From LBJ to Richard Nixon to Donald Trump, men can have awful tempers and mean streaks a mile wide, but somehow their “likability” doesn’t keep them out of the White House.

Warren clearly believed that misogyny — animus toward women — was at least partly to blame for her failure, but felt she’d be punished for saying so.

“If you say, yeah, there was sexism in this race, everyone says, whiner,” Warren said in leaving the race. “And if you say no there was no sexism, about a bazillion women think, what planet do you live on?”

There’s some evidence that the Democrats’ intense desire to defeat Trump at any cost hurt their female candidates. They want to choose the most electable nominee and, haunted by Clinton’s narrow, controversial 2016 loss to him, they have apparently settled on former vice president Joe Biden.

“It’s not that voters don’t see a woman doing the job of president, they just don’t think she can win an election to become president,” Stephanie Cutter, President Obama’s deputy campaign manager in 2012, told Politico. “Women are just as likely to cite gender as an electability concern as men, particularly in the race against Trump.”

A November 2019 poll by LeanIn.org, which advocates women assuming leadership roles, had an odd finding: 52 percent of those surveyed said they were “extremely ready” or “very ready” for a female president. Yet only 16 percent believed that other Americans felt the same way.

“If voters don’t think that America is ready, they tend to be less likely to vote for a woman themselves,” Rachel Thomas, the group’s CEO, told ABC News.

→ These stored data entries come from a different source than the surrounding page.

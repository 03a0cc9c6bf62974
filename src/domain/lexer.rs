//! DevScript lexer.
//!
//! Single left-to-right scan. Words are classified against the builtin
//! [`Registry`]; anything unknown is an identifier. Characters that match no
//! rule are skipped by [`tokenize`] and rejected by [`tokenize_strict`].

use crate::domain::error::LexError;
use crate::domain::registry::{Category, EntryKind, Registry};
use crate::domain::token::{Literal, Token, TokenKind};

/// Tokenize leniently: unrecognized characters are dropped.
pub fn tokenize(source: &str, registry: &Registry) -> Vec<Token> {
    let scan = Scanner::new(source, registry).scan();
    if !scan.skipped.is_empty() {
        tracing::debug!(count = scan.skipped.len(), "lexer skipped unrecognized characters");
    }
    scan.tokens
}

/// Tokenize, failing on the first unrecognized character.
pub fn tokenize_strict(source: &str, registry: &Registry) -> Result<Vec<Token>, LexError> {
    let scan = Scanner::new(source, registry).scan();
    match scan.skipped.first() {
        Some(&(character, position)) => Err(LexError {
            character,
            position,
        }),
        None => Ok(scan.tokens),
    }
}

struct Scan {
    tokens: Vec<Token>,
    skipped: Vec<(char, usize)>,
}

struct Scanner<'a> {
    input: &'a str,
    pos: usize,
    registry: &'a Registry,
    tokens: Vec<Token>,
    skipped: Vec<(char, usize)>,
}

impl<'a> Scanner<'a> {
    fn new(input: &'a str, registry: &'a Registry) -> Self {
        Self {
            input,
            pos: 0,
            registry,
            tokens: Vec::new(),
            skipped: Vec::new(),
        }
    }

    fn remaining(&self) -> &'a str {
        &self.input[self.pos..]
    }

    fn peek(&self) -> Option<char> {
        self.remaining().chars().next()
    }

    fn peek_second(&self) -> Option<char> {
        let mut chars = self.remaining().chars();
        chars.next();
        chars.next()
    }

    fn advance(&mut self) -> Option<char> {
        let ch = self.peek()?;
        self.pos += ch.len_utf8();
        Some(ch)
    }

    fn scan(mut self) -> Scan {
        while let Some(ch) = self.peek() {
            let start = self.pos;
            match ch {
                c if c.is_whitespace() => {
                    self.advance();
                }
                '/' if self.peek_second() == Some('/') => self.skip_comment(),
                c if c.is_ascii_alphabetic() || c == '_' => self.scan_word(start),
                c if c.is_ascii_digit() => self.scan_number(start),
                '-' if self.sign_allowed() && self.peek_second().is_some_and(|c| c.is_ascii_digit()) => {
                    self.scan_number(start)
                }
                '"' => self.scan_string(start),
                '(' => self.single(TokenKind::LParen, start),
                ')' => self.single(TokenKind::RParen, start),
                '{' => self.single(TokenKind::LBrace, start),
                '}' => self.single(TokenKind::RBrace, start),
                '[' => self.single(TokenKind::LBracket, start),
                ']' => self.single(TokenKind::RBracket, start),
                ',' => self.single(TokenKind::Comma, start),
                ':' => self.single(TokenKind::Colon, start),
                '=' | '!' | '<' | '>' if self.peek_second() == Some('=') => {
                    self.pos += 2;
                    self.push(Token::new(TokenKind::Operator, &self.input[start..self.pos], start));
                }
                '+' | '-' | '*' | '/' | '%' | '<' | '>' | '=' | '!' | '?' | '.' => {
                    self.single(TokenKind::Operator, start)
                }
                other => {
                    self.advance();
                    self.skipped.push((other, start));
                }
            }
        }
        Scan {
            tokens: self.tokens,
            skipped: self.skipped,
        }
    }

    fn push(&mut self, token: Token) {
        self.tokens.push(token);
    }

    fn single(&mut self, kind: TokenKind, start: usize) {
        self.advance();
        let lexeme = &self.input[start..self.pos];
        self.push(Token::new(kind, lexeme, start));
    }

    fn sign_allowed(&self) -> bool {
        self.tokens.last().is_none_or(|t| !t.kind.ends_operand())
    }

    fn skip_comment(&mut self) {
        while let Some(ch) = self.peek() {
            if ch == '\n' {
                break;
            }
            self.advance();
        }
    }

    fn scan_word(&mut self, start: usize) {
        while let Some(ch) = self.peek() {
            if ch.is_ascii_alphanumeric() || ch == '_' {
                self.advance();
            } else {
                break;
            }
        }
        let word = &self.input[start..self.pos];
        let token = match word {
            "true" | "false" => Token::new(TokenKind::Boolean, word, start)
                .with_literal(Literal::Bool(word == "true")),
            _ => match self.registry.lookup(word) {
                Some(entry) => Token::new(classify(entry.kind, entry.category()), word, start)
                    .with_entry(entry),
                None => Token::new(TokenKind::Identifier, word, start),
            },
        };
        self.push(token);
    }

    fn scan_number(&mut self, start: usize) {
        if self.peek() == Some('-') {
            self.advance();
        }
        self.consume_digits();
        if self.peek() == Some('.') && self.peek_second().is_some_and(|c| c.is_ascii_digit()) {
            self.advance();
            self.consume_digits();
        }
        let lexeme = &self.input[start..self.pos];
        // Digits with an optional single fraction always parse.
        let value = lexeme.parse::<f64>().unwrap_or(f64::NAN);
        self.push(Token::new(TokenKind::Number, lexeme, start).with_literal(Literal::Number(value)));
    }

    fn consume_digits(&mut self) {
        while self.peek().is_some_and(|c| c.is_ascii_digit()) {
            self.advance();
        }
    }

    fn scan_string(&mut self, start: usize) {
        self.advance();
        let body_start = self.pos;
        while let Some(ch) = self.peek() {
            if ch == '"' {
                break;
            }
            self.advance();
        }
        let body = self.input[body_start..self.pos].to_string();
        // Unterminated strings run to end of input.
        if self.peek() == Some('"') {
            self.advance();
        }
        self.push(Token::new(TokenKind::String, body.clone(), start).with_literal(Literal::Str(body)));
    }
}

fn classify(kind: EntryKind, category: Category) -> TokenKind {
    match kind {
        EntryKind::Keyword(_) => TokenKind::Keyword,
        EntryKind::Type(_) => TokenKind::TypeDeclaration,
        EntryKind::Operator(_) => TokenKind::Operator,
        EntryKind::Builtin(_) => match category {
            Category::Constant => TokenKind::Constant,
            c if c.is_callable() => TokenKind::BuiltinFunction,
            _ => TokenKind::BuiltinVariable,
        },
    }
}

Imagine Democrats in 2008 saying they were fine with a black president — but didn’t support Obama because they thought most Americans weren’t fine with it.

Erin Vilardi is founder of Vote Run Lead, which trains women to run for office. She said that when it comes to this year’s failed female candidates, concerns about their “electability” is simply code for bias.

“Sexism is alive and well,” Vilardi said.